WHAT YOU HAVE TO DO:
One number is the expected answer: the count of lines in the material below containing the word "training".

DATA IN THIS EXERCISE:
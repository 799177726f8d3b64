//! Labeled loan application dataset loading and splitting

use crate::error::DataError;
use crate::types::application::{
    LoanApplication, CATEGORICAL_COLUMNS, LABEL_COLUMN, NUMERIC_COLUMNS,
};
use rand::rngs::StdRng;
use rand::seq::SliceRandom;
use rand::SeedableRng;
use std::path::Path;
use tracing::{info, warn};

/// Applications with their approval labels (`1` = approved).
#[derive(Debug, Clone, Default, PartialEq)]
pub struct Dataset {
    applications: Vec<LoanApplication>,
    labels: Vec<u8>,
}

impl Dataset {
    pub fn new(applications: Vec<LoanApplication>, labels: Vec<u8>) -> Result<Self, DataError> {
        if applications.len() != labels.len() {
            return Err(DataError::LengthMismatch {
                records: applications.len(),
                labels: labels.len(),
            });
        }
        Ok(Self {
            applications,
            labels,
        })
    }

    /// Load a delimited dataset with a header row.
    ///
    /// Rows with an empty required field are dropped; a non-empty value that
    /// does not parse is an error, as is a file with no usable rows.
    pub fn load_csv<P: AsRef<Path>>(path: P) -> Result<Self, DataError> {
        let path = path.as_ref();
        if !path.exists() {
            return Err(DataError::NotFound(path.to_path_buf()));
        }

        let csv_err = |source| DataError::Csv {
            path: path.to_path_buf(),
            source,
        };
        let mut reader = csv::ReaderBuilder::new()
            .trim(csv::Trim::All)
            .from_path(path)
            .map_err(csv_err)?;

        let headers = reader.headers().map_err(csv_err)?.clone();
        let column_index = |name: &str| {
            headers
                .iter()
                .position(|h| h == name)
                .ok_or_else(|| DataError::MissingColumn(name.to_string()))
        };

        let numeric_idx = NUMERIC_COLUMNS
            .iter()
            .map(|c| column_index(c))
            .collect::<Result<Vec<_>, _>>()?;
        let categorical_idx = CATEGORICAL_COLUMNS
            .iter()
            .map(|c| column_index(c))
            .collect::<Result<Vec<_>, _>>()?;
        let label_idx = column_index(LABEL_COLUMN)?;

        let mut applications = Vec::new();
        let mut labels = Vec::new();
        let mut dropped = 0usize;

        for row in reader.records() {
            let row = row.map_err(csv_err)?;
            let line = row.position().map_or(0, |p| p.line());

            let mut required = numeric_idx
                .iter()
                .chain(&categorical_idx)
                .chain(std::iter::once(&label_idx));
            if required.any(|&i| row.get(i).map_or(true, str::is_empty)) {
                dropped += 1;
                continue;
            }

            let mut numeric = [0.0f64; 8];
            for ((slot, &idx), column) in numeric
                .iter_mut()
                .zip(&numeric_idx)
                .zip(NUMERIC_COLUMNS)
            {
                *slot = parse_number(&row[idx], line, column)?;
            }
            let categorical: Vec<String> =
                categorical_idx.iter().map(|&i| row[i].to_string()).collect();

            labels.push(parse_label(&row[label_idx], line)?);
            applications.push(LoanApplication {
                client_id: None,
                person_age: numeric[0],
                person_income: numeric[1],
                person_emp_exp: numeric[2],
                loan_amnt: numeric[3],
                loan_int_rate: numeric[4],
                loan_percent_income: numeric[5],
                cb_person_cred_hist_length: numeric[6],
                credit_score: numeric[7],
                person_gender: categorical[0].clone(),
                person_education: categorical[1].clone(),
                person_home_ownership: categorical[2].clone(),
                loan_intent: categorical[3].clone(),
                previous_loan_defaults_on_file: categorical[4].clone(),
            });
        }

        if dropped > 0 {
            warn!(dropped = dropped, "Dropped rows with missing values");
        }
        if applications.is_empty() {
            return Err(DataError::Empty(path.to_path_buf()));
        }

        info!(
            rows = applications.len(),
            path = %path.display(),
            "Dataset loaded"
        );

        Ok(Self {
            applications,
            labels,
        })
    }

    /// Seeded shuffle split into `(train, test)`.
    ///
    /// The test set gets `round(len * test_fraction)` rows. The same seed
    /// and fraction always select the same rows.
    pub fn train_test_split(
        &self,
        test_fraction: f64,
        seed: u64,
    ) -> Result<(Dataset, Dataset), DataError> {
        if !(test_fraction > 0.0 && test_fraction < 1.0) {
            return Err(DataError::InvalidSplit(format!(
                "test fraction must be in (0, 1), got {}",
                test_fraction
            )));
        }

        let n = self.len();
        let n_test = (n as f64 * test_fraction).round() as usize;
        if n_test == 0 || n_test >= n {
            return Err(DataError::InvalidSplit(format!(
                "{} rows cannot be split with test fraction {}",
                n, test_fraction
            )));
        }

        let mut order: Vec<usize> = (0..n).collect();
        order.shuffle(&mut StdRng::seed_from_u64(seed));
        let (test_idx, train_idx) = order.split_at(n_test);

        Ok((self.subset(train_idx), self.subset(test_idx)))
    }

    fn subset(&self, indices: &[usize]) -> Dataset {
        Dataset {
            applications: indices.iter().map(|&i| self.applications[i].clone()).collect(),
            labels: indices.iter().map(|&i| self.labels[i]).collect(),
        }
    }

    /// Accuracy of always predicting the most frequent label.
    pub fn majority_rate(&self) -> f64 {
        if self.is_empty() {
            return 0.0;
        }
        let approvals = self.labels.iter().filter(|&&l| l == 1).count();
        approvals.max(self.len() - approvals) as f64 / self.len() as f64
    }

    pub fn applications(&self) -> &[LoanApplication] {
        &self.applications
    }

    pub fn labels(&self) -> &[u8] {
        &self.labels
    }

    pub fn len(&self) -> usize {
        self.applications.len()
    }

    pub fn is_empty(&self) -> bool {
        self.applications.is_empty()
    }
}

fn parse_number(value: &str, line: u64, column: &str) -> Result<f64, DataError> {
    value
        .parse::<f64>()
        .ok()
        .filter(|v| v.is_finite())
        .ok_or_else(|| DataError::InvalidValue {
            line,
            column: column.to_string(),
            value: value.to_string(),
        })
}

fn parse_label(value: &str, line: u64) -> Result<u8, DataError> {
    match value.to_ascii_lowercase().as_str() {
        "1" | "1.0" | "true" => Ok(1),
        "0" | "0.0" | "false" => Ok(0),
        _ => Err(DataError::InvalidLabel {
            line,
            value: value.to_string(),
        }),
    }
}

...

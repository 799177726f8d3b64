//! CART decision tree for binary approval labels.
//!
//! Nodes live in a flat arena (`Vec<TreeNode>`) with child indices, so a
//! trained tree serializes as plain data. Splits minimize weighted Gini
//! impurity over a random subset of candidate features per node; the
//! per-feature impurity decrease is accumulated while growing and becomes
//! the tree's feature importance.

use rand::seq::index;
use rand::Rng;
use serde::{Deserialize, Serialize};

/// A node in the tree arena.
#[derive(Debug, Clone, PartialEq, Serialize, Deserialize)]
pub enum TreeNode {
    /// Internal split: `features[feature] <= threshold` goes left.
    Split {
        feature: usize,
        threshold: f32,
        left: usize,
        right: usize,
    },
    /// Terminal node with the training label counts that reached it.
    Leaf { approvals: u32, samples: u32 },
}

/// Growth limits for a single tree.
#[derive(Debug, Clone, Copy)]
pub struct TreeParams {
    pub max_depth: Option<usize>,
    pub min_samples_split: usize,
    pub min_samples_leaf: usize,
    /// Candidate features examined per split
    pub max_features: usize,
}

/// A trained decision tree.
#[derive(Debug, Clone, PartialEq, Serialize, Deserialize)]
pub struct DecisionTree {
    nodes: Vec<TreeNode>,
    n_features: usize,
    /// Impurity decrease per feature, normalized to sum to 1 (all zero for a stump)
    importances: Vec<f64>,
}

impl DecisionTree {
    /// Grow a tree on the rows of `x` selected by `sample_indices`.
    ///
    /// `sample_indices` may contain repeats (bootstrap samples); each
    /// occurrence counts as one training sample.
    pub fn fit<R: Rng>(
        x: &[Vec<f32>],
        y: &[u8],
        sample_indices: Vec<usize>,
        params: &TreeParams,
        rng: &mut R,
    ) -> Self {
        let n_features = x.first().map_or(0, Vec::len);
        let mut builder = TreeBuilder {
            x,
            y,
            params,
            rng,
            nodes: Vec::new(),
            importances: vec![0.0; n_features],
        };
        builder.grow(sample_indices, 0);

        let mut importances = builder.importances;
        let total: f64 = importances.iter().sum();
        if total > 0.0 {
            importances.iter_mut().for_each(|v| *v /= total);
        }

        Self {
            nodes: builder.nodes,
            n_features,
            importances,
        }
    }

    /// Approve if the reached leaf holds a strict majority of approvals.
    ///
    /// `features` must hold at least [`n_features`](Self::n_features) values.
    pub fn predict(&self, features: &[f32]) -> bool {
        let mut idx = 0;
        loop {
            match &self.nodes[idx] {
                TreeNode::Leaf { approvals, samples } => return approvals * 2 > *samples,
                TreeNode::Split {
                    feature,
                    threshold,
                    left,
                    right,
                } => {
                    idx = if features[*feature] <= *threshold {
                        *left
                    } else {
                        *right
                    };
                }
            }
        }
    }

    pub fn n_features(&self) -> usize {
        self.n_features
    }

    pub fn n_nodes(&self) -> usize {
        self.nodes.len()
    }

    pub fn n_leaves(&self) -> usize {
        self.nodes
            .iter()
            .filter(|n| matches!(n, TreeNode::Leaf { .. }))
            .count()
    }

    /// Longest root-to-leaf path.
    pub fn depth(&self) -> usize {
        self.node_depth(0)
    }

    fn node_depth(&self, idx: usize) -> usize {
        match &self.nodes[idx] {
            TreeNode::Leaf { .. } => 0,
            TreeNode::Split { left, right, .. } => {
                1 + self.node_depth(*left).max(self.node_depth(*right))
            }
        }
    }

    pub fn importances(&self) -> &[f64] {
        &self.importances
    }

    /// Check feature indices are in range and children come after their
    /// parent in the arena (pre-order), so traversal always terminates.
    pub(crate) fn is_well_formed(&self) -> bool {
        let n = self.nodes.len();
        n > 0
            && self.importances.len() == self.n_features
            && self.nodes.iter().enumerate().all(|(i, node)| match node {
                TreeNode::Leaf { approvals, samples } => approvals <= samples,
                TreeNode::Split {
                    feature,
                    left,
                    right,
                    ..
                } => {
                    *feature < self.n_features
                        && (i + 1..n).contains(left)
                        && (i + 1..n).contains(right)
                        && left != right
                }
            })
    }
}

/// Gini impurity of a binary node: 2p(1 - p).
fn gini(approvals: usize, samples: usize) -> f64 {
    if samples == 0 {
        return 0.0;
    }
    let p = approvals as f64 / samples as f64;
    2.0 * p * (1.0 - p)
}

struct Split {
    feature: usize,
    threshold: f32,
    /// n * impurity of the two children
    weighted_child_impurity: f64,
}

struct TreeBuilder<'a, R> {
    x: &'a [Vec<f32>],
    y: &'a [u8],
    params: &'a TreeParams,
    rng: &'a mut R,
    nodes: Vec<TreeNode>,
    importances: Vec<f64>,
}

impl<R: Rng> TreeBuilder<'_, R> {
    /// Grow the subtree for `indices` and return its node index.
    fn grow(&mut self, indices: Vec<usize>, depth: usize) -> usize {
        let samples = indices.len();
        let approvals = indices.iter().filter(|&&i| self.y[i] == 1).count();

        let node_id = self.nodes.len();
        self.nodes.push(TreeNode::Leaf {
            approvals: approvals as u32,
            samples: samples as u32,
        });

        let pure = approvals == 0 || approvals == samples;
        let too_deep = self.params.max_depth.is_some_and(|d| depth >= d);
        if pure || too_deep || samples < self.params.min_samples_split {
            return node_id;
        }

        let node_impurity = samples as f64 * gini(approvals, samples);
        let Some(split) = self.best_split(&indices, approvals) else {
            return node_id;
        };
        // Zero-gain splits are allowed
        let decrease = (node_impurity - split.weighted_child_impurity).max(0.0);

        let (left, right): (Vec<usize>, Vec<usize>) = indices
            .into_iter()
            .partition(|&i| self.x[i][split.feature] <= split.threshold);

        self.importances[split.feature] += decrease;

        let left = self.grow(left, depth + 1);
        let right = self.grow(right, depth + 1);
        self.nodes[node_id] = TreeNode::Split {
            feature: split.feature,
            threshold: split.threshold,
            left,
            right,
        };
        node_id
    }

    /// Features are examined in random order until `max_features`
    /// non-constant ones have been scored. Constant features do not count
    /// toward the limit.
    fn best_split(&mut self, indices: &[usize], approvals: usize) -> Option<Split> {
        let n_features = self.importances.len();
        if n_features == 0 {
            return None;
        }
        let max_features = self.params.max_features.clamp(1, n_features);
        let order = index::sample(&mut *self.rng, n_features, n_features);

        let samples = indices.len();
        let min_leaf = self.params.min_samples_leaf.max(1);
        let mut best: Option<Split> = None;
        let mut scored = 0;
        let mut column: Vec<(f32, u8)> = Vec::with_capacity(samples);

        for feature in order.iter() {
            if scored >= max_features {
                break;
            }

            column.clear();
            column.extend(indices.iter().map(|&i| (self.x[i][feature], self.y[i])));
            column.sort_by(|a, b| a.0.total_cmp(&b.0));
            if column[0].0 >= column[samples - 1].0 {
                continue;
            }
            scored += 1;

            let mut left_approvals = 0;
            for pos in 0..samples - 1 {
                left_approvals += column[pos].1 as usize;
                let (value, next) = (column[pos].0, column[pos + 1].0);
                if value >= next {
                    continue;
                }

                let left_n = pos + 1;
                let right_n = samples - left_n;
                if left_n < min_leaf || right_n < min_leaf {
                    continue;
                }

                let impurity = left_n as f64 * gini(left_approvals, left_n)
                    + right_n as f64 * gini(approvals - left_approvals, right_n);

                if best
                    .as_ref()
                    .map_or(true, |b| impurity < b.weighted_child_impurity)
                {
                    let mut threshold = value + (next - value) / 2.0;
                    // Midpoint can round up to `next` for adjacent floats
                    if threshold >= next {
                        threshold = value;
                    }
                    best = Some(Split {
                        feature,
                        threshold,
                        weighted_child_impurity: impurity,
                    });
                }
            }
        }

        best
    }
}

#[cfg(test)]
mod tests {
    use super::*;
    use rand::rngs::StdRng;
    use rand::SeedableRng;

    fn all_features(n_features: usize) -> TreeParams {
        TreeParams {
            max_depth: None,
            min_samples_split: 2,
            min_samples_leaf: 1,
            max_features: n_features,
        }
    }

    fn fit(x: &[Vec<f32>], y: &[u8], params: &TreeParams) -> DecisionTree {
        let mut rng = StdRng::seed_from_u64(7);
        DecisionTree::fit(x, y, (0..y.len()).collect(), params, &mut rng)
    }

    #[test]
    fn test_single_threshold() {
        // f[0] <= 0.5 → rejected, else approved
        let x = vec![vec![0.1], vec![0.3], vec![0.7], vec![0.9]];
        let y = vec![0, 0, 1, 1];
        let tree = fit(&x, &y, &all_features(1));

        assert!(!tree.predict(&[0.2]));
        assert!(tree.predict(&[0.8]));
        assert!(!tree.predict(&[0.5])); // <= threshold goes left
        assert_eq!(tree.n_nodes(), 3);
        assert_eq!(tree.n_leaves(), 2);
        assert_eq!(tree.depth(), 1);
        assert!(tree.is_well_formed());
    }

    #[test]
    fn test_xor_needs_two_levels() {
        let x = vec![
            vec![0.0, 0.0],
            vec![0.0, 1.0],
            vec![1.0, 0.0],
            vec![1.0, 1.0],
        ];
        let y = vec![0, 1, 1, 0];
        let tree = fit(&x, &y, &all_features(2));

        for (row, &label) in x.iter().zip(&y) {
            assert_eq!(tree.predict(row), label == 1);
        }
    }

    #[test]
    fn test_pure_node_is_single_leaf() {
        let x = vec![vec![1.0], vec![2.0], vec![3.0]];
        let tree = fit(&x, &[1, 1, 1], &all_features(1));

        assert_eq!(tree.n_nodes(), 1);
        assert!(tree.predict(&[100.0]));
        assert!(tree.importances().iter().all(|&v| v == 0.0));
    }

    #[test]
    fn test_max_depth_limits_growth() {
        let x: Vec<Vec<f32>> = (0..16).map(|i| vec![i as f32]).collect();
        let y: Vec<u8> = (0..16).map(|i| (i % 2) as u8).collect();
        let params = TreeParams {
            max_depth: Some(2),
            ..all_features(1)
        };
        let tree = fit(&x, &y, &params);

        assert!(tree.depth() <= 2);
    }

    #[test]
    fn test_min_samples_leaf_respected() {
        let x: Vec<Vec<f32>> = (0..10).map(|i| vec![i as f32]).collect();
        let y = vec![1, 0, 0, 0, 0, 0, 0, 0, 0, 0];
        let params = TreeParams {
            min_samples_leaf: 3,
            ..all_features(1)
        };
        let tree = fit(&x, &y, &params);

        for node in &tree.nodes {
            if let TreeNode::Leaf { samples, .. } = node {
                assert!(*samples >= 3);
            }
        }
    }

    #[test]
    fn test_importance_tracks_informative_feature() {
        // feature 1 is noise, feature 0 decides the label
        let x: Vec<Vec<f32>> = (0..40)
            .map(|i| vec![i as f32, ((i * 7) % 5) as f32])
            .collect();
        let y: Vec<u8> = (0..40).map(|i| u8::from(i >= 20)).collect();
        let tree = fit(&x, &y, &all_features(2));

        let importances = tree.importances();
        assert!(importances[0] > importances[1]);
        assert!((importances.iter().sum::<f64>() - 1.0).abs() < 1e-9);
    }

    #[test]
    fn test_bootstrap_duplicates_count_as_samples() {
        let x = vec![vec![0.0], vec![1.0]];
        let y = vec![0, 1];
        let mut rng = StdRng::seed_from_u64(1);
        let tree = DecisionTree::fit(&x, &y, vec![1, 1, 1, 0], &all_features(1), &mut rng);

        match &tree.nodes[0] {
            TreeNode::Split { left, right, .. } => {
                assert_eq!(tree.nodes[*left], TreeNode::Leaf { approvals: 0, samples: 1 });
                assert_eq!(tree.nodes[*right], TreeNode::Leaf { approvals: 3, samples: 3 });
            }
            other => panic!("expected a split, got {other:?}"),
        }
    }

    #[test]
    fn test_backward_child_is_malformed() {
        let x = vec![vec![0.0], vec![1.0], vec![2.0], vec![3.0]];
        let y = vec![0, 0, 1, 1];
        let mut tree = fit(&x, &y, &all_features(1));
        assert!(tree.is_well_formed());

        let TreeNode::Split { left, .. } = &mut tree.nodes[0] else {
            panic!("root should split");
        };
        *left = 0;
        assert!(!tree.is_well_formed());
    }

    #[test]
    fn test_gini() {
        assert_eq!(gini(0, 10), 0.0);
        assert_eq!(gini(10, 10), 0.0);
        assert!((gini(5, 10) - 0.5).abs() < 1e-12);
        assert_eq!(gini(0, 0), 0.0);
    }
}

EXERCISE RESULT:
2